MADISON, Wis. — NXP Semiconductors announced Wednesday, Sept. 18, that it has signed a memorandum of understanding to jointly develop automotive Ethernet switch solutions with TTTech Computertechnik AG, a Vienna-based developer of networking solutions.
With the Ethernet now invading cars (industry experts' opinions, however, vary as to the speed of its adoption), "the next logical thing" for the auto industry to look for is an automotive Ethernet switch chip, according to NXP Semiconductors N.V. "When two or three Ethernet branches need to be connected [inside a car], you need a switch to coordinate them" says Toni Versluijs, vice president and general manager, In-Vehicle Networking Product Line, NXP Semiconductors.
Under the agreement, TTTech will provide its automotive Ethernet switch IP, while NXP implements the IP into Ethernet switch solutions with integrated PHY.
NXP has been developing "automotive-grade" Ethernet PHY. "Its performance is robust enough to meet the stringent ESD and EMC requirements imposed by automakers," Versluijs told us. While a lot of companies are making consumer-grade Ethernet switches, "which are almost commodities these days," notes Versluijs, "this, I believe, will be the first automotive Ethernet switch chip."
NXP expects its sample to be out in 2014, with the final product available in 2015.
Unified Ethernet networks
The jointly developed switch chip will enable applications with unshielded twisted pair cabling with BroadR-Reach PHY technology -- originally developed by Broadcom.
According to NXP, this will become the first Ethernet switch chip with three incorporated traffic classes. They include standard Ethernet traffic for diagnostics and ECU flashing, asynchronous rate-constrained traffic for audio/video streaming and sensor fusion, and synchronous traffic for hard real-time control and fail-operational systems.
In essence, the new automotive switch chip will enable unified Ethernet networks and the convergence of critical and non-critical application data streams on one network, NXP claimed.
Modular Ethernet solutions
TTTech is experienced in developing "modular" Ethernet solutions for vertical markets -- such as the aerospace and energy fields -- that demand real-time solutions, high reliability, and even triple redundancy requirements. But this is the first time the company is offering an "automotive Ethernet switch IP." Supported in the logic inside the automotive Ethernet switch IP are IEEE Audio Video Bridging (AVB) specifications, to help carry high-speed data traffic, and real-time quality of service within the automobile.
Asked if the agreement with NXP is exclusive, Markus Plankensteiner, director of sales and marketing industrial for TTTech, said only that the company's focus at the moment is solely on the development of the NXP automotive Ethernet switch chip.
Plankensteiner expressed hope that demand for the company's automotive Ethernet will enhance the value of TTTech's know-how in this area, especially as the auto industry gravitates toward more safety features and strives to perfect the autonomous-driving cars that will require more bandwidth and higher reliability.

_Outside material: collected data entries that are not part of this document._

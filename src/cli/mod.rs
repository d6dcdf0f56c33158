//! # CLI 模块
//!
//! 使用 `clap` 定义命令行参数和子命令。
//!
//! ## 命令结构
//! - `geometry`: 解析 geometry.in，可导出 POSCAR / CSV
//! - `homo-lumo`: 计算 HOMO/LUMO 列索引
//! - `bands`: 加载能带文件为能量矩阵
//! - `pad`: 对称填充矩阵
//! - `plot`: 三维能带曲面图
//!
//! ## 依赖关系
//! - 被 `main.rs` 使用
//! - 子模块: geometry, bands, pad, plot

pub mod bands;
pub mod geometry;
pub mod pad;
pub mod plot;

use clap::{Parser, Subcommand};

/// bandana - 三维能带结构解析与绘图工具
#[derive(Parser)]
#[command(name = "bandana")]
#[command(author = "R. Patrick Xian, Christopher Sutton")]
#[command(version)]
#[command(about = "Parsing and plotting routines for 3D band structures of materials", long_about = None)]
#[command(propagate_version = true)]
pub struct Cli {
    #[command(subcommand)]
    pub command: Commands,
}

/// 可用的子命令
#[derive(Subcommand)]
pub enum Commands {
    /// Parse an FHI-aims geometry.in file
    Geometry(geometry::GeometryArgs),

    /// Locate the HOMO/LUMO columns from an eigenvalue listing
    HomoLumo(bands::HomoLumoArgs),

    /// Load band energy files into an energy matrix (Hartree)
    Bands(bands::BandsArgs),

    /// Pad a numeric matrix by mirror reflection
    Pad(pad::PadArgs),

    /// Render a 3D band-structure surface plot
    Plot(plot::PlotArgs),
}

#[cfg(test)]
mod tests {
    use super::*;
    use clap::CommandFactory;

    #[test]
    fn test_cli_definition() {
        Cli::command().debug_assert();
    }

    #[test]
    fn test_parse_bands_with_column() {
        let cli = Cli::try_parse_from([
            "bandana", "bands", "--dir", "out", "--column", "15", "--limit", "40",
        ])
        .unwrap();
        match cli.command {
            Commands::Bands(args) => {
                assert_eq!(args.column, Some(15));
                assert_eq!(args.source.limit, Some(40));
                assert_eq!(args.source.pattern, "band*.out");
            }
            _ => panic!("expected bands subcommand"),
        }
    }

    #[test]
    fn test_bands_requires_column_source() {
        assert!(Cli::try_parse_from(["bandana", "bands", "--dir", "out"]).is_err());
        assert!(Cli::try_parse_from([
            "bandana", "bands", "--dir", "out", "--column", "3", "--homo-lumo", "aims.out",
        ])
        .is_err());
    }

    #[test]
    fn test_parse_plot_lists() {
        let cli = Cli::try_parse_from([
            "bandana", "plot", "--dir", "out", "--columns", "15,17", "--aspect", "1,1,0.5",
        ])
        .unwrap();
        match cli.command {
            Commands::Plot(args) => {
                assert_eq!(args.columns, vec![15, 17]);
                assert_eq!(args.aspect, vec![1.0, 1.0, 0.5]);
                assert_eq!(args.width, 600);
            }
            _ => panic!("expected plot subcommand"),
        }
    }

    #[test]
    fn test_parse_pad_defaults() {
        let cli = Cli::try_parse_from(["bandana", "pad", "m.dat", "--output", "p.dat"]).unwrap();
        match cli.command {
            Commands::Pad(args) => {
                assert_eq!(args.mode, pad::PadModeArg::Reflect);
                assert_eq!(args.reflect, pad::ReflectTypeArg::Even);
                assert_eq!(args.pad_width().pre_rows, 0);
            }
            _ => panic!("expected pad subcommand"),
        }
    }
}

Ian Riches, director of global automotive practice at Strategy Analytics, pegs the potential automotive Ethernet market to be around 120 million sockets a year by 2020
. Noting that the "automotive industry tends to do evolution not revolution," Riches cautiously predicts that the automotive Ethernet will grow "relatively slowly initially," then accelerate later.
Prospects for volume deployment of automotive Ethernet depend on the proliferation of cameras and diagnostics inside cars. Riches also believes that strong growth from so-called "infotainment" applications is expected to kick in shortly.
In comparing automotive Ethernet with other network technologies used in cars today, Riches told us, "Strategy Analytics does not see Ethernet replacing FlexRay, but it could well replace MOST" -- Media Oriented Systems Transport, a high-speed multimedia network technology optimized by the automotive industry.